A significant gift from the Karnataka State Government has taken the University of Oxford one step closer towards establishing the MN Srinivas Professorship in the Anthropology of India.
Once the University has reached its fundraising target to endow the position, the anthropological study of India, to which MN Srinivas contributed so much, will be secure in Oxford in perpetuity.

Future cohorts of Oxford students in the MSc and MPhil Social Anthropology and MSc and MPhil in Modern South Asia Studies – all of which are taught by a cross-disciplinary team and include a specialised India pathway – will be exposed to the ground-level, fieldwork-based methods for understanding Indian society that MN Srinivas advocated.

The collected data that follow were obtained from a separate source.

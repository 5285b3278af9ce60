use std::fmt;
use std::str::FromStr;

use serde::{Deserialize, Serialize};

use crate::error::TypeError;

/// Opaque identifier of a tracked package.
///
/// Identifiers are text tokens. Front-ends that use numeric identifiers carry
/// them as their decimal text, so `42` and `"42"` name the same package. An
/// identifier is never empty and never carries leading or trailing
/// whitespace.
#[derive(Clone, PartialEq, Eq, Hash, PartialOrd, Ord, Serialize, Deserialize)]
#[serde(try_from = "String", into = "String")]
pub struct PackageId(String);

impl PackageId {
    pub fn new(id: impl Into<String>) -> Result<Self, TypeError> {
        let id = id.into();
        if id.is_empty() {
            return Err(TypeError::EmptyPackageId);
        }
        if id.trim() != id {
            return Err(TypeError::UntrimmedPackageId(id));
        }
        Ok(Self(id))
    }

    pub fn as_str(&self) -> &str {
        &self.0
    }

    pub fn into_inner(self) -> String {
        self.0
    }
}

impl From<u64> for PackageId {
    fn from(n: u64) -> Self {
        Self(n.to_string())
    }
}

impl FromStr for PackageId {
    type Err = TypeError;

    fn from_str(s: &str) -> Result<Self, Self::Err> {
        Self::new(s)
    }
}

impl TryFrom<String> for PackageId {
    type Error = TypeError;

    fn try_from(value: String) -> Result<Self, Self::Error> {
        Self::new(value)
    }
}

impl TryFrom<&str> for PackageId {
    type Error = TypeError;

    fn try_from(value: &str) -> Result<Self, Self::Error> {
        Self::new(value)
    }
}

impl From<PackageId> for String {
    fn from(id: PackageId) -> Self {
        id.0
    }
}

impl AsRef<str> for PackageId {
    fn as_ref(&self) -> &str {
        &self.0
    }
}

impl fmt::Debug for PackageId {
    fn fmt(&self, f: &mut fmt::Formatter<'_>) -> fmt::Result {
        write!(f, "PackageId({:?})", self.0)
    }
}

impl fmt::Display for PackageId {
    fn fmt(&self, f: &mut fmt::Formatter<'_>) -> fmt::Result {
        f.write_str(&self.0)
    }
}

#[cfg(test)]
mod tests {
    use super::*;
    use proptest::prelude::*;

    #[test]
    fn accepts_text_tokens() {
        let id = PackageId::new("pkg1").unwrap();
        assert_eq!(id.as_str(), "pkg1");
        assert_eq!(id.to_string(), "pkg1");
    }

    #[test]
    fn numeric_ids_are_decimal_text() {
        assert_eq!(PackageId::from(42u64), PackageId::new("42").unwrap());
    }

    #[test]
    fn rejects_empty() {
        assert_eq!(PackageId::new(""), Err(TypeError::EmptyPackageId));
    }

    #[test]
    fn rejects_surrounding_whitespace() {
        assert!(matches!(
            PackageId::new(" pkg1"),
            Err(TypeError::UntrimmedPackageId(_))
        ));
        assert!(matches!(
            "pkg1\n".parse::<PackageId>(),
            Err(TypeError::UntrimmedPackageId(_))
        ));
    }

    #[test]
    fn inner_whitespace_is_kept() {
        let id = PackageId::new("box 7").unwrap();
        assert_eq!(id.as_str(), "box 7");
    }

    #[test]
    fn serde_is_a_plain_string() {
        let id = PackageId::new("pkg1").unwrap();
        assert_eq!(serde_json::to_string(&id).unwrap(), "\"pkg1\"");
        assert!(serde_json::from_str::<PackageId>("\"\"").is_err());
    }

    proptest! {
        #[test]
        fn trimmed_non_empty_text_is_accepted(s in "[A-Za-z0-9_-][A-Za-z0-9 _-]{0,30}[A-Za-z0-9_-]") {
            let id = PackageId::new(s.clone()).unwrap();
            prop_assert_eq!(id.into_inner(), s);
        }
    }
}
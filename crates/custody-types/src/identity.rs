use std::fmt;
use std::str::FromStr;

use ed25519_dalek::{SigningKey, VerifyingKey};
use serde::{Deserialize, Serialize};

use crate::error::TypeError;

/// Number of bytes in an account address.
pub const ADDRESS_LEN: usize = 20;

/// Account address of a ledger caller.
///
/// An `Identity` is derived deterministically from an ed25519 public key
/// using BLAKE3 and truncated to 20 bytes. It renders as `0x` followed by
/// 40 lowercase hex characters, the same shape as the account addresses the
/// custody service has always exposed from its `/owner` endpoint.
#[derive(Clone, Copy, PartialEq, Eq, Hash, PartialOrd, Ord, Serialize, Deserialize)]
#[serde(try_from = "String", into = "String")]
pub struct Identity {
    address: [u8; ADDRESS_LEN],
}

impl Identity {
    /// Derive the address owned by an ed25519 public key.
    pub fn from_public_key(key: &VerifyingKey) -> Self {
        let mut hasher = blake3::Hasher::new();
        hasher.update(b"custody-identity-v1:");
        hasher.update(key.as_bytes());
        let digest = hasher.finalize();

        let mut address = [0u8; ADDRESS_LEN];
        address.copy_from_slice(&digest.as_bytes()[..ADDRESS_LEN]);
        Self { address }
    }

    /// Derive the address from a hex-encoded ed25519 public key.
    pub fn from_public_key_hex(s: &str) -> Result<Self, TypeError> {
        let bytes = hex::decode(s.trim_start_matches("0x"))
            .map_err(|e| TypeError::InvalidHex(e.to_string()))?;
        let bytes: [u8; 32] = bytes
            .as_slice()
            .try_into()
            .map_err(|_| TypeError::InvalidLength {
                expected: 32,
                actual: bytes.len(),
            })?;
        let key = VerifyingKey::from_bytes(&bytes)
            .map_err(|e| TypeError::InvalidPublicKey(e.to_string()))?;
        Ok(Self::from_public_key(&key))
    }

    /// The all-zero address. Used for unauthenticated callers; no key maps to it.
    pub const fn zero() -> Self {
        Self {
            address: [0; ADDRESS_LEN],
        }
    }

    /// Returns `true` for the all-zero address.
    pub fn is_zero(&self) -> bool {
        self.address == [0; ADDRESS_LEN]
    }

    /// Create from raw address bytes.
    pub fn from_raw(address: [u8; ADDRESS_LEN]) -> Self {
        Self { address }
    }

    pub fn as_bytes(&self) -> &[u8; ADDRESS_LEN] {
        &self.address
    }

    /// Full `0x`-prefixed hex address.
    pub fn to_hex(&self) -> String {
        format!("0x{}", hex::encode(self.address))
    }

    /// Short form for log lines (`0x` + first 8 hex characters).
    pub fn short_id(&self) -> String {
        format!("0x{}", hex::encode(&self.address[..4]))
    }

    /// Parse a `0x`-prefixed address. Hex digits may be in either case.
    pub fn from_hex(s: &str) -> Result<Self, TypeError> {
        let body = s
            .strip_prefix("0x")
            .or_else(|| s.strip_prefix("0X"))
            .ok_or_else(|| TypeError::MissingPrefix(s.to_string()))?;
        let bytes = hex::decode(body).map_err(|e| TypeError::InvalidHex(e.to_string()))?;
        if bytes.len() != ADDRESS_LEN {
            return Err(TypeError::InvalidLength {
                expected: ADDRESS_LEN,
                actual: bytes.len(),
            });
        }
        let mut address = [0u8; ADDRESS_LEN];
        address.copy_from_slice(&bytes);
        Ok(Self { address })
    }
}

impl FromStr for Identity {
    type Err = TypeError;

    fn from_str(s: &str) -> Result<Self, Self::Err> {
        Self::from_hex(s)
    }
}

impl TryFrom<String> for Identity {
    type Error = TypeError;

    fn try_from(value: String) -> Result<Self, Self::Error> {
        Self::from_hex(&value)
    }
}

impl From<Identity> for String {
    fn from(identity: Identity) -> Self {
        identity.to_hex()
    }
}

impl fmt::Debug for Identity {
    fn fmt(&self, f: &mut fmt::Formatter<'_>) -> fmt::Result {
        write!(f, "Identity({})", self.short_id())
    }
}

impl fmt::Display for Identity {
    fn fmt(&self, f: &mut fmt::Formatter<'_>) -> fmt::Result {
        f.write_str(&self.to_hex())
    }
}

/// An ed25519 signing key together with the address it controls.
pub struct KeyPair {
    signing: SigningKey,
}

impl KeyPair {
    /// Generate a fresh key from the operating system RNG.
    pub fn generate() -> Self {
        let mut rng = rand::rngs::OsRng;
        Self {
            signing: SigningKey::generate(&mut rng),
        }
    }

    /// Load a key from its 32-byte hex-encoded secret.
    pub fn from_secret_hex(s: &str) -> Result<Self, TypeError> {
        let bytes = hex::decode(s.trim_start_matches("0x"))
            .map_err(|e| TypeError::InvalidHex(e.to_string()))?;
        let secret: [u8; 32] = bytes
            .as_slice()
            .try_into()
            .map_err(|_| TypeError::InvalidLength {
                expected: 32,
                actual: bytes.len(),
            })?;
        Ok(Self {
            signing: SigningKey::from_bytes(&secret),
        })
    }

    pub fn secret_hex(&self) -> String {
        hex::encode(self.signing.to_bytes())
    }

    pub fn public_key_hex(&self) -> String {
        hex::encode(self.signing.verifying_key().as_bytes())
    }

    /// The address controlled by this key.
    pub fn identity(&self) -> Identity {
        Identity::from_public_key(&self.signing.verifying_key())
    }
}

impl fmt::Debug for KeyPair {
    fn fmt(&self, f: &mut fmt::Formatter<'_>) -> fmt::Result {
        f.debug_struct("KeyPair")
            .field("identity", &self.identity())
            .finish_non_exhaustive()
    }
}
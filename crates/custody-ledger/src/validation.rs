use std::collections::HashSet;

use custody_types::PackageId;

use crate::error::LedgerError;
use crate::records::{HistoryEvent, Package};
use crate::snapshot::LedgerSnapshot;
use crate::traits::LedgerReader;

/// Result of validating one package history.
#[derive(Clone, Debug, PartialEq, Eq)]
pub struct ValidationReport {
    pub package: PackageId,
    pub event_count: u64,
    pub starts_with_creation: bool,
    pub timestamps_monotonic: bool,
    pub fields_present: bool,
    pub violations: Vec<Violation>,
}

impl ValidationReport {
    /// Returns `true` if all checks passed.
    pub fn is_valid(&self) -> bool {
        self.violations.is_empty()
    }
}

/// A specific invariant violation found during validation.
#[derive(Clone, Debug, PartialEq, Eq)]
pub struct Violation {
    /// Zero-based history position, `None` for record-level problems.
    pub index: Option<usize>,
    pub kind: ViolationKind,
    pub description: String,
}

#[derive(Clone, Copy, Debug, PartialEq, Eq)]
pub enum ViolationKind {
    EmptyHistory,
    MissingCreation,
    CreationLocationMismatch,
    EmptyRecordField,
    EmptyEventField,
    TimestampRegression,
    DuplicatePackage,
}

/// Package history validator.
pub struct HistoryValidator;

impl HistoryValidator {
    /// Check a record and its history against the ledger invariants.
    pub fn validate_history(package: &Package, history: &[HistoryEvent]) -> ValidationReport {
        let mut violations = Vec::new();
        let mut starts_with_creation = true;
        let mut timestamps_monotonic = true;
        let mut fields_present = true;

        for (field, value) in [
            ("origin", &package.origin),
            ("destination", &package.destination),
        ] {
            if value.trim().is_empty() {
                fields_present = false;
                violations.push(Violation {
                    index: None,
                    kind: ViolationKind::EmptyRecordField,
                    description: format!("record {field} is empty"),
                });
            }
        }

        match history.first() {
            None => {
                starts_with_creation = false;
                violations.push(Violation {
                    index: None,
                    kind: ViolationKind::EmptyHistory,
                    description: "history has no events".into(),
                });
            }
            Some(first) if !first.is_creation() => {
                starts_with_creation = false;
                violations.push(Violation {
                    index: Some(0),
                    kind: ViolationKind::MissingCreation,
                    description: format!("first event is {:?}, expected CREATED", first.status),
                });
            }
            Some(first) if first.location != package.origin => {
                starts_with_creation = false;
                violations.push(Violation {
                    index: Some(0),
                    kind: ViolationKind::CreationLocationMismatch,
                    description: format!(
                        "creation event at {:?} but origin is {:?}",
                        first.location, package.origin
                    ),
                });
            }
            Some(_) => {}
        }

        for (index, event) in history.iter().enumerate() {
            if event.status.trim().is_empty() || event.location.trim().is_empty() {
                fields_present = false;
                violations.push(Violation {
                    index: Some(index),
                    kind: ViolationKind::EmptyEventField,
                    description: format!("event {index} has an empty status or location"),
                });
            }
            if index > 0 && event.timestamp < history[index - 1].timestamp {
                timestamps_monotonic = false;
                violations.push(Violation {
                    index: Some(index),
                    kind: ViolationKind::TimestampRegression,
                    description: format!(
                        "event {index} at {} precedes event {} at {}",
                        event.timestamp,
                        index - 1,
                        history[index - 1].timestamp
                    ),
                });
            }
        }

        ValidationReport {
            package: package.id.clone(),
            event_count: history.len() as u64,
            starts_with_creation,
            timestamps_monotonic,
            fields_present,
            violations,
        }
    }

    /// Validate one package held by a ledger.
    pub fn validate_package<R: LedgerReader>(
        reader: &R,
        id: &PackageId,
    ) -> Result<ValidationReport, LedgerError> {
        let history = reader.history(id)?;
        let package = reader.get(id)?;
        Ok(Self::validate_history(&package, &history))
    }

    /// Validate every package held by a ledger.
    pub fn validate_all<R: LedgerReader>(reader: &R) -> Result<Vec<ValidationReport>, LedgerError> {
        let ids = reader.package_ids()?;
        let mut reports = Vec::with_capacity(ids.len());
        for id in &ids {
            reports.push(Self::validate_package(reader, id)?);
        }
        Ok(reports)
    }

    /// Validate every entry of a snapshot, flagging repeated identifiers.
    pub fn validate_snapshot(snapshot: &LedgerSnapshot) -> Vec<ValidationReport> {
        let mut seen = HashSet::new();
        snapshot
            .packages
            .iter()
            .map(|entry| {
                let mut report = Self::validate_history(&entry.package, &entry.history);
                if !seen.insert(entry.package.id.clone()) {
                    report.violations.insert(
                        0,
                        Violation {
                            index: None,
                            kind: ViolationKind::DuplicatePackage,
                            description: format!("package {} appears more than once", entry.package.id),
                        },
                    );
                }
                report
            })
            .collect()
    }
}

Professor David Gellner of the School of Anthropology and Museum Ethnography (SAME), says: ‘We are hugely grateful for the Karnataka State Government’s generous gift. I would like to thank all those who helped to make it happen, and especially former Chief Minister Siddaramaiah. It is a first step, but a hugely symbolic and important one.
‘The post, if we can secure it, will ensure that future generations of students at Oxford receive the best possible grounding in the social anthropology of India, which is, I believe, essential if we are to have any hope of understanding the rapidly changing cultures and societies of the region. It will also be a fitting memorial to MN Srinivas, whose time at Oxford was absolutely crucial to the anthropologist he became.’
The professorship is named after Oxford’s first lecturer specialising in the anthropology of South Asia. MN Srinivas (1916–1999) came to Oxford as a doctoral student in 1945, where he was deeply influenced by A R Radcliffe-Brown, one of the founders of modern social anthropology. Radcliffe-Brown’s successor, E E Evans-Pritchard, thought so highly of Srinivas that he created a post for him.
Srinivas lectured at the school, formerly known as the Institute of Social Anthropology, from 1949 to 1951, and, on returning home, launched the modern form of the discipline of social anthropology in independent India. Many of his students continue to work in leading departments of sociology and social anthropology today. Srinivas evolved key concepts for the study of Indian society, such as ‘Sanskritisation’, ‘dominant caste’, and ‘vote bank’. His two ethnographic monographs, Religion and Society among the Coorgs (1952) and The Remembered Village (1976), are recognised classics of the discipline.